→ **PROBLEM TO WORK ON**
What is needed is a copy of each line in the listing that contains "slug".

INFORMATION SHOWN START

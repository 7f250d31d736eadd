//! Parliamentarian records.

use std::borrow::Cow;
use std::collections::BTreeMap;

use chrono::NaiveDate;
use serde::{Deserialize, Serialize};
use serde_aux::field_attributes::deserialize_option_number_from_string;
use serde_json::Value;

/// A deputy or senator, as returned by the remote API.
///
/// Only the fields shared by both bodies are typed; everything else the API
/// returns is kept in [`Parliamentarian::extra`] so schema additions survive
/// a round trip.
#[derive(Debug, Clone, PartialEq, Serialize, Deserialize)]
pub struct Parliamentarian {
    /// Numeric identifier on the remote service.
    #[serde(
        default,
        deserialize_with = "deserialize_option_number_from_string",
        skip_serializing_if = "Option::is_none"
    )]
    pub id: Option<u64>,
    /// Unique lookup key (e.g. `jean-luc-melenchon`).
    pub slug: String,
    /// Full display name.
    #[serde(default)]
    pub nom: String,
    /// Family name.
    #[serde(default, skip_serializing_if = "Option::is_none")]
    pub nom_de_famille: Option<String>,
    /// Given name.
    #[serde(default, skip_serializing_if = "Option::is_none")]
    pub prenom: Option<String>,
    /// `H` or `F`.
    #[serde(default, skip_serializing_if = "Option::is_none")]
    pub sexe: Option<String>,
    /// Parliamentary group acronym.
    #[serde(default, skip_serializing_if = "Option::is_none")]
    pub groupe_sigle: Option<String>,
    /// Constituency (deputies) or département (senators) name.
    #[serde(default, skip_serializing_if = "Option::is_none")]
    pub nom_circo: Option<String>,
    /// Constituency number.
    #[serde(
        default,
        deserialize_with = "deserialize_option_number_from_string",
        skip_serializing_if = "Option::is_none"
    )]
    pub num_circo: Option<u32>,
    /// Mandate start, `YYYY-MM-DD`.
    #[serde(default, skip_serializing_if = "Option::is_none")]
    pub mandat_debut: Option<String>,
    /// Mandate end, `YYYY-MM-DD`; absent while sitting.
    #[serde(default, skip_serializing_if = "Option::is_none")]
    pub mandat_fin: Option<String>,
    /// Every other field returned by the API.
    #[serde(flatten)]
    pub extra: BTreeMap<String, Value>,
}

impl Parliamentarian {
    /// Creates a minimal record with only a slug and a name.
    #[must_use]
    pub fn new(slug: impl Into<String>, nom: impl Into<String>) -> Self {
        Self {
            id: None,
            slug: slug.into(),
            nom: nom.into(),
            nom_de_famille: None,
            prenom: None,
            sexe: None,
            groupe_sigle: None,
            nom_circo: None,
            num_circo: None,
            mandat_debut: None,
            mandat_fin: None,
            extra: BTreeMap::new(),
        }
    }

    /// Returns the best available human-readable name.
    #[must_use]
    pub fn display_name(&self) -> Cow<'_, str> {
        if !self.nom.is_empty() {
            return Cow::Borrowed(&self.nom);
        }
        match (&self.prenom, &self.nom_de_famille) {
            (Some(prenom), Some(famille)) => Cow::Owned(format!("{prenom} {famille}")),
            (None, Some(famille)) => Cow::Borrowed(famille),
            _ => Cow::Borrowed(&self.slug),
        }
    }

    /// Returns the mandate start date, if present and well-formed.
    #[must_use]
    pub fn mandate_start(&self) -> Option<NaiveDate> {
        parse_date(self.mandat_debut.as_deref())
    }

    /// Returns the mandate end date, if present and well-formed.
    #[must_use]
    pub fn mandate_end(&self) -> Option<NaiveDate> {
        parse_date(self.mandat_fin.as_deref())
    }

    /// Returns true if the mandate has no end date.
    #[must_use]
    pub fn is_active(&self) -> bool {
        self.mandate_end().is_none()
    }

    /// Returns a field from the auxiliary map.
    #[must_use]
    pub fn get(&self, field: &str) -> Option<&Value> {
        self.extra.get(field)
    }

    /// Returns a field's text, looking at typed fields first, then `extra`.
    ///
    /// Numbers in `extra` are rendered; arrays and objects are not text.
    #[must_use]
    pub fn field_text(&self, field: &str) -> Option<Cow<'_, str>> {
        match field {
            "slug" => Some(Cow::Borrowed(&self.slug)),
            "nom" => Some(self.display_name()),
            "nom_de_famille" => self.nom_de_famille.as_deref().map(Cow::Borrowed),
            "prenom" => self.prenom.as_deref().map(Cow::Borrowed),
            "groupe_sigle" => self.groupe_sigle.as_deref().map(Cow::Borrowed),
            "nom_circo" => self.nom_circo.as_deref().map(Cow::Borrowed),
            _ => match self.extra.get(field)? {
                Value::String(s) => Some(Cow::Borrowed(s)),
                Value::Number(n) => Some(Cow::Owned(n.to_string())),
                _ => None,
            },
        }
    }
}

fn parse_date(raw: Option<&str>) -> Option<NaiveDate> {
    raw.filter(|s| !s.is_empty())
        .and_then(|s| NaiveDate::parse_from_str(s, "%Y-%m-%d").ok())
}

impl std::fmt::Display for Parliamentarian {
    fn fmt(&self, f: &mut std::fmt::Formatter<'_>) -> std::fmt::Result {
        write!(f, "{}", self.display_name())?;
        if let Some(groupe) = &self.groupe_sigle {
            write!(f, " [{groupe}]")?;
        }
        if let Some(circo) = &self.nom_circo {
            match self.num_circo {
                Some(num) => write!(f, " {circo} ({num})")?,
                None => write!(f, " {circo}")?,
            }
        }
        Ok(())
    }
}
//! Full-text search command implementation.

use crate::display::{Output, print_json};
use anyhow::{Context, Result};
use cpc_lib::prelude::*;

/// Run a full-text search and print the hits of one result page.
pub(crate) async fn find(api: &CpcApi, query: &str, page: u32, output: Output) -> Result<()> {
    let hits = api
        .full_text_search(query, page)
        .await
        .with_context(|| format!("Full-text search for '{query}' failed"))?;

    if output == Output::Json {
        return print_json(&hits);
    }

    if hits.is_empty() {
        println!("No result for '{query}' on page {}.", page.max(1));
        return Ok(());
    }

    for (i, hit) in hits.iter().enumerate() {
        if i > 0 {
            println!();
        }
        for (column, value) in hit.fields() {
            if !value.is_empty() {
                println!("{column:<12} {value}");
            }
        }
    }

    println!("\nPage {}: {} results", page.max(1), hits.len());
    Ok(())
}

INFORMATION SHOWN END

→ **RESULT BELOW**
    pub slug: String,
    /// Creates a minimal record with only a slug and a name.
    pub fn new(slug: impl Into<String>, nom: impl Into<String>) -> Self {
            slug: slug.into(),
            _ => Cow::Borrowed(&self.slug),
            "slug" => Some(Cow::Borrowed(&self.slug)),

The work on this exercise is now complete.